MATERIAL PROVIDED:
════════════════

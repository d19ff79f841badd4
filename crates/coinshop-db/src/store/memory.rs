//! # In-Memory Store
//!
//! [`AccountStore`] kept entirely in process memory, for tests and local
//! experiments. It follows the same contract as the PostgreSQL store:
//!
//! ```text
//! ┌─────────────────────────────────────────────────────────────────────────┐
//! │                   MemoryStore Transaction                               │
//! │                                                                         │
//! │  lock_balance(a)  ──► waits on a's row mutex (held until tx ends)      │
//! │  adjust_balance   ──► staged delta                                     │
//! │  append_transfer  ──► staged ledger entry (id taken from sequence)     │
//! │  upsert_purchase  ──► staged +1                                        │
//! │       │                                                                 │
//! │       ▼                                                                 │
//! │  commit  ──► one write lock: check constraints, apply everything       │
//! │  rollback / drop ──► staged writes discarded, row mutexes released     │
//! └─────────────────────────────────────────────────────────────────────────┘
//! ```
//!
//! Failures can be injected at any step with [`MemoryStore::fail_next`].

use std::collections::{BTreeMap, HashMap};
use std::fmt;
use std::sync::Arc;

use async_trait::async_trait;
use chrono::Utc;
use tokio::sync::{Mutex, OwnedMutexGuard, RwLock};

use coinshop_core::{
    Account, AccountId, CatalogItem, Coins, InventoryItem, ItemId, LedgerEntry, NewAccount,
    PurchaseRecord, TransferId, TransferView,
};

use super::{AccountStore, StoreTransaction};
use crate::error::{DbError, DbResult};

/// Step at which an injected failure fires.
#[derive(Debug, Clone, Copy, PartialEq, Eq)]
pub enum FailPoint {
    LockBalance,
    AdjustBalance,
    AppendTransfer,
    UpsertPurchase,
    Commit,
}

struct AccountRow {
    username: String,
    password_hash: String,
    balance: Coins,
    row_lock: Arc<Mutex<()>>,
}

#[derive(Default)]
struct State {
    accounts: BTreeMap<AccountId, AccountRow>,
    items: BTreeMap<ItemId, CatalogItem>,
    transfers: Vec<LedgerEntry>,
    purchases: BTreeMap<(AccountId, ItemId), i32>,
    next_account_id: i64,
    next_item_id: i64,
    next_transfer_id: i64,
    armed_failure: Option<(FailPoint, DbError)>,
}

impl State {
    fn take_failure(&mut self, point: FailPoint) -> DbResult<()> {
        match self.armed_failure.take() {
            Some((armed, err)) if armed == point => Err(err),
            other => {
                self.armed_failure = other;
                Ok(())
            }
        }
    }
}

/// In-process store with per-account row locks.
#[derive(Clone, Default)]
pub struct MemoryStore {
    state: Arc<RwLock<State>>,
}

impl fmt::Debug for MemoryStore {
    fn fmt(&self, f: &mut fmt::Formatter<'_>) -> fmt::Result {
        f.debug_struct("MemoryStore").finish_non_exhaustive()
    }
}

impl MemoryStore {
    /// Creates an empty store.
    pub fn new() -> Self {
        Self::default()
    }

    /// Makes the next transaction step matching `point` fail with `error`.
    ///
    /// Fires once; later steps run normally.
    pub async fn fail_next(&self, point: FailPoint, error: DbError) {
        self.state.write().await.armed_failure = Some((point, error));
    }

    /// Committed balance of an account.
    pub async fn balance(&self, id: AccountId) -> Option<Coins> {
        self.state.read().await.accounts.get(&id).map(|row| row.balance)
    }

    /// Sum of every committed balance.
    pub async fn total_balance(&self) -> Coins {
        self.state
            .read()
            .await
            .accounts
            .values()
            .map(|row| row.balance)
            .sum()
    }

    /// Every committed ledger entry, in commit order.
    pub async fn ledger(&self) -> Vec<LedgerEntry> {
        self.state.read().await.transfers.clone()
    }

    /// Committed purchase quantity for an (account, item) pair.
    pub async fn purchase_quantity(&self, account: AccountId, item: ItemId) -> Option<i32> {
        self.state
            .read()
            .await
            .purchases
            .get(&(account, item))
            .copied()
    }

    async fn fail_if_armed(&self, point: FailPoint) -> DbResult<()> {
        self.state.write().await.take_failure(point)
    }
}

#[async_trait]
impl AccountStore for MemoryStore {
    async fn begin(&self) -> DbResult<Box<dyn StoreTransaction>> {
        Ok(Box::new(MemoryTransaction {
            store: self.clone(),
            row_locks: HashMap::new(),
            deltas: BTreeMap::new(),
            transfers: Vec::new(),
            purchases: Vec::new(),
        }))
    }

    async fn find_account_id(&self, username: &str) -> DbResult<Option<AccountId>> {
        let state = self.state.read().await;
        Ok(state
            .accounts
            .iter()
            .find(|(_, row)| row.username == username)
            .map(|(id, _)| *id))
    }

    async fn get_account(&self, id: AccountId) -> DbResult<Option<Account>> {
        let state = self.state.read().await;
        Ok(state.accounts.get(&id).map(|row| Account {
            id,
            username: row.username.clone(),
            balance: row.balance,
        }))
    }

    async fn find_by_credentials(
        &self,
        username: &str,
        password_hash: &str,
    ) -> DbResult<Option<Account>> {
        let state = self.state.read().await;
        Ok(state
            .accounts
            .iter()
            .find(|(_, row)| row.username == username && row.password_hash == password_hash)
            .map(|(id, row)| Account {
                id: *id,
                username: row.username.clone(),
                balance: row.balance,
            }))
    }

    async fn create_account(&self, account: &NewAccount) -> DbResult<AccountId> {
        let mut state = self.state.write().await;

        if state
            .accounts
            .values()
            .any(|row| row.username == account.username)
        {
            return Err(DbError::UniqueViolation {
                constraint: "accounts_username_key".to_string(),
            });
        }
        if account.starting_balance.is_negative() {
            return Err(DbError::CheckViolation {
                message: "accounts_balance_check".to_string(),
            });
        }

        state.next_account_id += 1;
        let id = AccountId(state.next_account_id);
        state.accounts.insert(
            id,
            AccountRow {
                username: account.username.clone(),
                password_hash: account.password_hash.clone(),
                balance: account.starting_balance,
                row_lock: Arc::new(Mutex::new(())),
            },
        );

        Ok(id)
    }

    async fn find_item(&self, name: &str) -> DbResult<Option<CatalogItem>> {
        let state = self.state.read().await;
        Ok(state.items.values().find(|item| item.name == name).cloned())
    }

    async fn insert_item(&self, name: &str, price: Coins) -> DbResult<CatalogItem> {
        let mut state = self.state.write().await;

        if state.items.values().any(|item| item.name == name) {
            return Err(DbError::UniqueViolation {
                constraint: "items_name_key".to_string(),
            });
        }
        if price.is_negative() {
            return Err(DbError::CheckViolation {
                message: "items_price_check".to_string(),
            });
        }

        state.next_item_id += 1;
        let item = CatalogItem {
            id: ItemId(state.next_item_id),
            name: name.to_string(),
            price,
        };
        state.items.insert(item.id, item.clone());

        Ok(item)
    }

    async fn inventory(&self, account: AccountId) -> DbResult<Vec<InventoryItem>> {
        let state = self.state.read().await;

        let mut items: Vec<InventoryItem> = state
            .purchases
            .iter()
            .filter(|((owner, _), _)| *owner == account)
            .filter_map(|((_, item_id), quantity)| {
                state.items.get(item_id).map(|item| InventoryItem {
                    name: item.name.clone(),
                    quantity: *quantity,
                })
            })
            .collect();
        items.sort_by(|a, b| a.name.cmp(&b.name));

        Ok(items)
    }

    async fn transfer_history(&self, account: AccountId) -> DbResult<Vec<TransferView>> {
        let state = self.state.read().await;
        let username = |id: &AccountId| {
            state
                .accounts
                .get(id)
                .map(|row| row.username.clone())
                .unwrap_or_default()
        };

        Ok(state
            .transfers
            .iter()
            .filter(|entry| entry.from_account_id == account || entry.to_account_id == account)
            .map(|entry| TransferView {
                from_account_id: entry.from_account_id,
                from_username: username(&entry.from_account_id),
                to_account_id: entry.to_account_id,
                to_username: username(&entry.to_account_id),
                amount: entry.amount,
                created_at: entry.created_at,
            })
            .collect())
    }
}

// =============================================================================
// Transaction
// =============================================================================

/// Open in-memory transaction.
///
/// Holds the row mutex of every account it locked until it is committed,
/// rolled back or dropped.
pub struct MemoryTransaction {
    store: MemoryStore,
    row_locks: HashMap<AccountId, OwnedMutexGuard<()>>,
    deltas: BTreeMap<AccountId, Coins>,
    transfers: Vec<LedgerEntry>,
    purchases: Vec<(AccountId, ItemId)>,
}

/// Same outcome as PostgreSQL's BIGINT overflow (SQLSTATE 22003).
fn balance_out_of_range() -> DbError {
    DbError::QueryFailed("balance out of range for type bigint".to_string())
}

impl MemoryTransaction {
    fn pending_delta(&self, account: AccountId) -> Coins {
        self.deltas.get(&account).copied().unwrap_or_default()
    }
}

#[async_trait]
impl StoreTransaction for MemoryTransaction {
    async fn lock_balance(&mut self, account: AccountId) -> DbResult<Option<Coins>> {
        self.store.fail_if_armed(FailPoint::LockBalance).await?;

        if !self.row_locks.contains_key(&account) {
            let row_lock = {
                let state = self.store.state.read().await;
                match state.accounts.get(&account) {
                    Some(row) => Arc::clone(&row.row_lock),
                    None => return Ok(None),
                }
            };
            // State lock is released before waiting on the row.
            let guard = row_lock.lock_owned().await;
            self.row_locks.insert(account, guard);
        }

        let state = self.store.state.read().await;
        match state.accounts.get(&account) {
            Some(row) => row
                .balance
                .checked_add(self.pending_delta(account))
                .map(Some)
                .ok_or_else(balance_out_of_range),
            None => Ok(None),
        }
    }

    async fn adjust_balance(&mut self, account: AccountId, delta: Coins) -> DbResult<u64> {
        self.store.fail_if_armed(FailPoint::AdjustBalance).await?;

        let exists = self.store.state.read().await.accounts.contains_key(&account);
        if !exists {
            return Ok(0);
        }

        let staged = self
            .pending_delta(account)
            .checked_add(delta)
            .ok_or_else(balance_out_of_range)?;
        self.deltas.insert(account, staged);
        Ok(1)
    }

    async fn append_transfer(
        &mut self,
        from: AccountId,
        to: AccountId,
        amount: Coins,
    ) -> DbResult<LedgerEntry> {
        self.store.fail_if_armed(FailPoint::AppendTransfer).await?;

        let id = {
            let mut state = self.store.state.write().await;
            if !state.accounts.contains_key(&from) || !state.accounts.contains_key(&to) {
                return Err(DbError::ForeignKeyViolation {
                    message: "transfers references a missing account".to_string(),
                });
            }
            state.next_transfer_id += 1;
            TransferId(state.next_transfer_id)
        };

        let entry = LedgerEntry {
            id,
            from_account_id: from,
            to_account_id: to,
            amount,
            created_at: Utc::now(),
        };
        self.transfers.push(entry.clone());

        Ok(entry)
    }

    async fn upsert_purchase(
        &mut self,
        account: AccountId,
        item: ItemId,
    ) -> DbResult<PurchaseRecord> {
        self.store.fail_if_armed(FailPoint::UpsertPurchase).await?;

        let committed = {
            let state = self.store.state.read().await;
            if !state.accounts.contains_key(&account) || !state.items.contains_key(&item) {
                return Err(DbError::ForeignKeyViolation {
                    message: "purchases references a missing account or item".to_string(),
                });
            }
            state.purchases.get(&(account, item)).copied().unwrap_or(0)
        };
        let staged = self
            .purchases
            .iter()
            .filter(|pair| **pair == (account, item))
            .count() as i32;

        self.purchases.push((account, item));

        Ok(PurchaseRecord {
            account_id: account,
            item_id: item,
            quantity: committed + staged + 1,
        })
    }

    async fn commit(self: Box<Self>) -> DbResult<()> {
        let mut state = self.store.state.write().await;
        state.take_failure(FailPoint::Commit)?;

        // Constraints are checked before anything is applied.
        let mut balances = Vec::with_capacity(self.deltas.len());
        for (account, delta) in &self.deltas {
            let row = state
                .accounts
                .get(account)
                .ok_or_else(|| DbError::not_found("Account", account))?;
            let balance = row
                .balance
                .checked_add(*delta)
                .ok_or_else(balance_out_of_range)?;
            if balance.is_negative() {
                return Err(DbError::CheckViolation {
                    message: "accounts_balance_check".to_string(),
                });
            }
            balances.push((*account, balance));
        }

        for (account, balance) in balances {
            if let Some(row) = state.accounts.get_mut(&account) {
                row.balance = balance;
            }
        }
        state.transfers.extend(self.transfers.iter().cloned());
        for pair in &self.purchases {
            *state.purchases.entry(*pair).or_insert(0) += 1;
        }

        Ok(())
    }

    async fn rollback(self: Box<Self>) -> DbResult<()> {
        // Staged writes and row guards are dropped with `self`.
        Ok(())
    }
}

// =============================================================================
// Unit Tests
// =============================================================================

════════════════

WHAT TO WORK ON: Please state how many lines of the listing contain the string "transfers". Give only that number.

WRITTEN ANSWER: 8